Record excerpts Block Start
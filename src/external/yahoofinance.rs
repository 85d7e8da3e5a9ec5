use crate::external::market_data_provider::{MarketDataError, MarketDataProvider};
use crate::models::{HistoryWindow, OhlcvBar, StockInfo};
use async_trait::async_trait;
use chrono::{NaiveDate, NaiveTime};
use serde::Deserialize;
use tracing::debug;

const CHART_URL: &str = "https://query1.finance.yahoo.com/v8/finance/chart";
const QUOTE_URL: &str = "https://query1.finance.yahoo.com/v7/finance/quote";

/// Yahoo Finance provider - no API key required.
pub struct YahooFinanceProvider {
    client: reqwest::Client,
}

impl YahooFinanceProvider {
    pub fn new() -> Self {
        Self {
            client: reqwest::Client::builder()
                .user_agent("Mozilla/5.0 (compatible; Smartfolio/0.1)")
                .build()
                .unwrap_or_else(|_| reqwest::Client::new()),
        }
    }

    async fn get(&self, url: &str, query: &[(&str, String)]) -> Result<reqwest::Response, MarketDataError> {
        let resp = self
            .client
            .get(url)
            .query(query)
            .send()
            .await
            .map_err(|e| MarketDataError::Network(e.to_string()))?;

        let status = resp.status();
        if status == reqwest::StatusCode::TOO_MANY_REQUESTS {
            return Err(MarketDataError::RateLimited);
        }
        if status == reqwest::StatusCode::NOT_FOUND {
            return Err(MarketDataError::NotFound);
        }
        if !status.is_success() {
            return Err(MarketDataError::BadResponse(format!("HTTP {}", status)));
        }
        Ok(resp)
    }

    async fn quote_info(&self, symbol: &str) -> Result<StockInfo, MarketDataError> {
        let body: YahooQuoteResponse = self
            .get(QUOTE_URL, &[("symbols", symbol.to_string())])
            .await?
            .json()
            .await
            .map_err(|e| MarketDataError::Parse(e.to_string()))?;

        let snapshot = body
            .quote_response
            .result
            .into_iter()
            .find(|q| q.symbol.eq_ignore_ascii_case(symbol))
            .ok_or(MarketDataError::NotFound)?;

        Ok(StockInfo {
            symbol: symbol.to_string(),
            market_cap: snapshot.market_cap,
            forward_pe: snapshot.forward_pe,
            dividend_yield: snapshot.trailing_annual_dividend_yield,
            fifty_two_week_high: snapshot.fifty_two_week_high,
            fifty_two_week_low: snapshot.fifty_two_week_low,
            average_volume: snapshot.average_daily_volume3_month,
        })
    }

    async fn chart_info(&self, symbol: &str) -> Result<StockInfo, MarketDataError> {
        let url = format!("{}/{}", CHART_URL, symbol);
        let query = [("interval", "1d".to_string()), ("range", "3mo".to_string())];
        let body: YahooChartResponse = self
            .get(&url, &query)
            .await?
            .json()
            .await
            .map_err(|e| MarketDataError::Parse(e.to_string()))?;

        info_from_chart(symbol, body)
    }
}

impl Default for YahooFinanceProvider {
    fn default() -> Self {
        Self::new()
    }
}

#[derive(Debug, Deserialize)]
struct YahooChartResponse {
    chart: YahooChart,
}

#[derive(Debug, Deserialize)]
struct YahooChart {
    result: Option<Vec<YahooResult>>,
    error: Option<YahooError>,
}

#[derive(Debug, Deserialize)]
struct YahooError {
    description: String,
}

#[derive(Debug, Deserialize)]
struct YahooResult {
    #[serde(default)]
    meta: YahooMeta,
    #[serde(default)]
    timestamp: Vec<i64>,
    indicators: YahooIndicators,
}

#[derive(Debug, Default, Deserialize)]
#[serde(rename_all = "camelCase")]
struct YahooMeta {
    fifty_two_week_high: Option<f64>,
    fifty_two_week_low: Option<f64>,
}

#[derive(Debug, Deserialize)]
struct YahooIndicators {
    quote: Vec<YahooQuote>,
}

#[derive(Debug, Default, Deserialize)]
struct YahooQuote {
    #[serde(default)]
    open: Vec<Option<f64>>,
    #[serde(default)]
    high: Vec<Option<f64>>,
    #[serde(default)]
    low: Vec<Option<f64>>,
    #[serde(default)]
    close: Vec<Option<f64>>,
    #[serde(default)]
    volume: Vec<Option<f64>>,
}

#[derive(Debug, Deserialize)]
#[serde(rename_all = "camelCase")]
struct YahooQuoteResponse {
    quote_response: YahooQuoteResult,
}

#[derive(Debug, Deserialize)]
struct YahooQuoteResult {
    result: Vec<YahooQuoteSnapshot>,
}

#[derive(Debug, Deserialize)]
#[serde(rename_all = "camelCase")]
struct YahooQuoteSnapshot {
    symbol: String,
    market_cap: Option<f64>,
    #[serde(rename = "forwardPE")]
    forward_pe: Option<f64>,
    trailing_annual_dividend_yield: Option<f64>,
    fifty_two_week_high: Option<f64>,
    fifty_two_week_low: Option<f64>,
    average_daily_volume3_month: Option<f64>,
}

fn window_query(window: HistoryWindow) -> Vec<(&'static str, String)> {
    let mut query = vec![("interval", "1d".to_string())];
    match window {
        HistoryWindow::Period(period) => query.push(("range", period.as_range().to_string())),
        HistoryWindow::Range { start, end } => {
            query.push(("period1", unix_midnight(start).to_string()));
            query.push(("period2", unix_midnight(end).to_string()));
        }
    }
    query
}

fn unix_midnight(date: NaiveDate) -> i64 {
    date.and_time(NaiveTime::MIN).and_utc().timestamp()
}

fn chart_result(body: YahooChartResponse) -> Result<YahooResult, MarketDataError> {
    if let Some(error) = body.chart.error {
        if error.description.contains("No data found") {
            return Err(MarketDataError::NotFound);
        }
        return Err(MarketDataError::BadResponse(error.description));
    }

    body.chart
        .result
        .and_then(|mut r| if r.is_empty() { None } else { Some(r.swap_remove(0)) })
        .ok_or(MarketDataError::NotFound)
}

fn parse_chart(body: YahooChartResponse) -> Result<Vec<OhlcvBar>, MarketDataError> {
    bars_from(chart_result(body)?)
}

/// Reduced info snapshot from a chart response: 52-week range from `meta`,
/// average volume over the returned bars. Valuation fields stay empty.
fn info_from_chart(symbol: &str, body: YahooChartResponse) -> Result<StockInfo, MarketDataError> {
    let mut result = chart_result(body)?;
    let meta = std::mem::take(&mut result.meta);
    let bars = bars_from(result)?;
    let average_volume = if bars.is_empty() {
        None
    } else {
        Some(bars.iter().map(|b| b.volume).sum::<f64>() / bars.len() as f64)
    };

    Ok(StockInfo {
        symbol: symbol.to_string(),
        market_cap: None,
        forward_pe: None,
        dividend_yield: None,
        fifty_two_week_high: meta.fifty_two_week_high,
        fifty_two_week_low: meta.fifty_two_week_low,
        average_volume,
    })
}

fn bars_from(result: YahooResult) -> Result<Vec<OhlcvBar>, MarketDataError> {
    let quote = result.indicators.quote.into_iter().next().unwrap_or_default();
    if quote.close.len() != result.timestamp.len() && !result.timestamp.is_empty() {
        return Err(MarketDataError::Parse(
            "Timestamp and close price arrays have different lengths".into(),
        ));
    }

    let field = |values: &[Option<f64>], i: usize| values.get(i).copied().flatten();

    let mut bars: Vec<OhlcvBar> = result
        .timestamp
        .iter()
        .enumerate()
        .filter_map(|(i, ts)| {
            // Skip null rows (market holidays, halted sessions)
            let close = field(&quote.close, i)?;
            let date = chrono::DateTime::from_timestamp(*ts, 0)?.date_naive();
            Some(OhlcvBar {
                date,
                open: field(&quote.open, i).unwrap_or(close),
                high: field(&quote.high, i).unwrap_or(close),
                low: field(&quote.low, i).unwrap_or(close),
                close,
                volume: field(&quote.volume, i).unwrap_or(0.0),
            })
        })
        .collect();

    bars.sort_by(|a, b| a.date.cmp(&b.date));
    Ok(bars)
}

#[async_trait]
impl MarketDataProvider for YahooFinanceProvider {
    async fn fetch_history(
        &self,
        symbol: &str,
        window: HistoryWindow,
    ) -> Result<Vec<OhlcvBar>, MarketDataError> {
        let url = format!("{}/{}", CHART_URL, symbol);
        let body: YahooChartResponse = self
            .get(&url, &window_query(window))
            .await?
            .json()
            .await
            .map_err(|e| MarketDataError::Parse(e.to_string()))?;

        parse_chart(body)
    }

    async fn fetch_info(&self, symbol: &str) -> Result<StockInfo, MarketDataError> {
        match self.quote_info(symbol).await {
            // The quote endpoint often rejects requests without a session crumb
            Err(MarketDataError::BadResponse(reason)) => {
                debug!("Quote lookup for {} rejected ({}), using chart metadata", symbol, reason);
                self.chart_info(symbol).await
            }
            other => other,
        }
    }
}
Record excerpts Block End
Record excerpts Block Start
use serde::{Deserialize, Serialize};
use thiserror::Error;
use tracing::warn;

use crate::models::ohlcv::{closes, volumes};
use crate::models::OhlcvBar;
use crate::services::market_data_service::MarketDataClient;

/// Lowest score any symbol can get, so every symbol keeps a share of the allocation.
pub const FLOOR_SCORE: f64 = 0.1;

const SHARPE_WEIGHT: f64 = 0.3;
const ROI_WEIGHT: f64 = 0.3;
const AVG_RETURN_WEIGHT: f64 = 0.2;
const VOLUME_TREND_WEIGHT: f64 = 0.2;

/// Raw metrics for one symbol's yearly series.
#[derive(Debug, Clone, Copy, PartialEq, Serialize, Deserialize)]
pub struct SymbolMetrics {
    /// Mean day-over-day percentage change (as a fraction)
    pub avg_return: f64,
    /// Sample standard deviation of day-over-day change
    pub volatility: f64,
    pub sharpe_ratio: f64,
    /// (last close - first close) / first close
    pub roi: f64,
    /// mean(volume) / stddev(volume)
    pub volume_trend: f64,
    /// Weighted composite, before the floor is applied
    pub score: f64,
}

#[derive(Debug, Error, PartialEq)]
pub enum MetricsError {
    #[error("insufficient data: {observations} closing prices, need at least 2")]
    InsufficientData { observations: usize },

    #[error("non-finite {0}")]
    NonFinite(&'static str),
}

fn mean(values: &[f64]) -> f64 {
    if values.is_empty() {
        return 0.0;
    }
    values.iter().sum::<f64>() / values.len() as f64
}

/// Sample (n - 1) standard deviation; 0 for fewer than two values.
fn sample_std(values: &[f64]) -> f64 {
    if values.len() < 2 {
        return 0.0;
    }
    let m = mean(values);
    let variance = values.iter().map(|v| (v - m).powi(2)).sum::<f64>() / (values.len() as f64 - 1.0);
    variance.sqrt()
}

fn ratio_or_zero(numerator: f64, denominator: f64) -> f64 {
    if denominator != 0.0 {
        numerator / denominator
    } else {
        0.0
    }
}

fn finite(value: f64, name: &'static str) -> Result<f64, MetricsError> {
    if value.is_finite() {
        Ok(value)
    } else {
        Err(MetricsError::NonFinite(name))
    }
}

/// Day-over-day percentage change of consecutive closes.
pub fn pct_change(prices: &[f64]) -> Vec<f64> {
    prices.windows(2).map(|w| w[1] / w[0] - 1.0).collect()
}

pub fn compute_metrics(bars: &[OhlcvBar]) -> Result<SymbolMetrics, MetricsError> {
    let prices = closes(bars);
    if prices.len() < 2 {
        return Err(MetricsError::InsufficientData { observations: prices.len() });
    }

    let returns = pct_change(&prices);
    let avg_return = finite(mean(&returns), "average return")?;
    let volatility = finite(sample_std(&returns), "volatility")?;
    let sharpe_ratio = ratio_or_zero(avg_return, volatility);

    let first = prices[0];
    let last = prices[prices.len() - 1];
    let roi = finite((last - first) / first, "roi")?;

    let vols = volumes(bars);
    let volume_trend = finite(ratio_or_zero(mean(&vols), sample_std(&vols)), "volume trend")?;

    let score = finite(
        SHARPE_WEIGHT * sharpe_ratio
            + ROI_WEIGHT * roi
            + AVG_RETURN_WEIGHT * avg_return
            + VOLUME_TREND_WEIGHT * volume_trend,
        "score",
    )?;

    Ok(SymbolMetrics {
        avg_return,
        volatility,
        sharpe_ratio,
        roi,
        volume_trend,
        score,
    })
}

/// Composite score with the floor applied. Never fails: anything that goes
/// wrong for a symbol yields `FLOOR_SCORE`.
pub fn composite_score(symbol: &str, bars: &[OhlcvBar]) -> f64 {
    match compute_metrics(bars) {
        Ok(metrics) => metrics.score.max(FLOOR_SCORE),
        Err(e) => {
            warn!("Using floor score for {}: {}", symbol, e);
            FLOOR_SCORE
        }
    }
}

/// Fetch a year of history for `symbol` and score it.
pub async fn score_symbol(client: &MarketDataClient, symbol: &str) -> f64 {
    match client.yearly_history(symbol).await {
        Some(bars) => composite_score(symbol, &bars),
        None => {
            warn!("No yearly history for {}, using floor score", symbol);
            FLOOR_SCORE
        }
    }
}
Record excerpts Block End
Record excerpts Block Start
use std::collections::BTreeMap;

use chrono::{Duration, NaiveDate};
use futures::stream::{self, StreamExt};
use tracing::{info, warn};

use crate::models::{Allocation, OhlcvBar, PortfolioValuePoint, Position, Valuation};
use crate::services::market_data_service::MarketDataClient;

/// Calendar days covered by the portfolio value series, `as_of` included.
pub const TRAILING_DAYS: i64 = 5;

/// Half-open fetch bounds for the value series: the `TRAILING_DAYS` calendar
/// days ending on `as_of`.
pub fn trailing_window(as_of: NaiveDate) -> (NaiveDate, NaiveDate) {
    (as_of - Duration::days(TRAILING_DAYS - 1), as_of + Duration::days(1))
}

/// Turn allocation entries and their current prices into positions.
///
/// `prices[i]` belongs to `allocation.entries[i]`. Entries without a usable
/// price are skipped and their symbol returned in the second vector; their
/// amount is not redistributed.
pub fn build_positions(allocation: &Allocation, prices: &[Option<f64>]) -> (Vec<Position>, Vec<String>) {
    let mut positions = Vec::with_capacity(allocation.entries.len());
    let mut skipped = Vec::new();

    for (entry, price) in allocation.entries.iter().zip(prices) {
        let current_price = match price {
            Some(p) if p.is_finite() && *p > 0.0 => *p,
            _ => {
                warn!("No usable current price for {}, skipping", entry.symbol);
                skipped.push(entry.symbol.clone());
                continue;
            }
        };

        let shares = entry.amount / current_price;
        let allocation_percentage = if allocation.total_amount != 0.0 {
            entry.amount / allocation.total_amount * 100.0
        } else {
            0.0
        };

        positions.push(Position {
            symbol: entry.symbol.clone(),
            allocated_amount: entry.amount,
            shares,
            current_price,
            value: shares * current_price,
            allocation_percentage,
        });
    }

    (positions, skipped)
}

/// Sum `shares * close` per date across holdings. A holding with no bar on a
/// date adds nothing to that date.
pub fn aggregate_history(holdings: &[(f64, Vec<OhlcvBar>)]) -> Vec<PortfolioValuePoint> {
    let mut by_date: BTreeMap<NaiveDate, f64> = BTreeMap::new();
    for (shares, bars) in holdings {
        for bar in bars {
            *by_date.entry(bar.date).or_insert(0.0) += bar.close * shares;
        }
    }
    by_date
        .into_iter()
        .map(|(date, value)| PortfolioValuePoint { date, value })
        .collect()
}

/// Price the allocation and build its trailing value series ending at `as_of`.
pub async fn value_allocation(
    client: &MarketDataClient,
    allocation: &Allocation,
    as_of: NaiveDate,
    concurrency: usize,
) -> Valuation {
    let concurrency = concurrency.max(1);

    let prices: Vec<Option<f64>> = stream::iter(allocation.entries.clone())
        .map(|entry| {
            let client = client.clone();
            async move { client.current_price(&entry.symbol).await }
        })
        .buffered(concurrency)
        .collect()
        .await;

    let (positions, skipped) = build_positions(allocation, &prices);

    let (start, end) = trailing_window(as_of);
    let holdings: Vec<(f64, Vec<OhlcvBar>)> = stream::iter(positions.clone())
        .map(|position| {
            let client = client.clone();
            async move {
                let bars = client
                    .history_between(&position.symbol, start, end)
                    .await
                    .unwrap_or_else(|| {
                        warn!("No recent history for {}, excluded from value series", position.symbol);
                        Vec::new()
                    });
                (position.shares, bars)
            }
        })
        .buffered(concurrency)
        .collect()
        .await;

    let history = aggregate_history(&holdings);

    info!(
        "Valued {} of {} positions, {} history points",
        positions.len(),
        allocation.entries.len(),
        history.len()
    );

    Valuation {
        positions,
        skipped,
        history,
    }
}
Record excerpts Block End
Please give back, exactly as it stands above, the stretch from the line with "filename src/external/yahoofinance.rs" through the line with "let status = resp.status();", and no line outside it.

filename src/external/yahoofinance.rs
repository 85d7e8da3e5a9ec5
use crate::external::market_data_provider::{MarketDataError, MarketDataProvider};
use crate::models::{HistoryWindow, OhlcvBar, StockInfo};
use async_trait::async_trait;
use chrono::{NaiveDate, NaiveTime};
use serde::Deserialize;
use tracing::debug;

const CHART_URL: &str = "https://query1.finance.yahoo.com/v8/finance/chart";
const QUOTE_URL: &str = "https://query1.finance.yahoo.com/v7/finance/quote";

/// Yahoo Finance provider - no API key required.
pub struct YahooFinanceProvider {
    client: reqwest::Client,
}

impl YahooFinanceProvider {
    pub fn new() -> Self {
        Self {
            client: reqwest::Client::builder()
                .user_agent("Mozilla/5.0 (compatible; Smartfolio/0.1)")
                .build()
                .unwrap_or_else(|_| reqwest::Client::new()),
        }
    }

    async fn get(&self, url: &str, query: &[(&str, String)]) -> Result<reqwest::Response, MarketDataError> {
        let resp = self
            .client
            .get(url)
            .query(query)
            .send()
            .await
            .map_err(|e| MarketDataError::Network(e.to_string()))?;

        let status = resp.status();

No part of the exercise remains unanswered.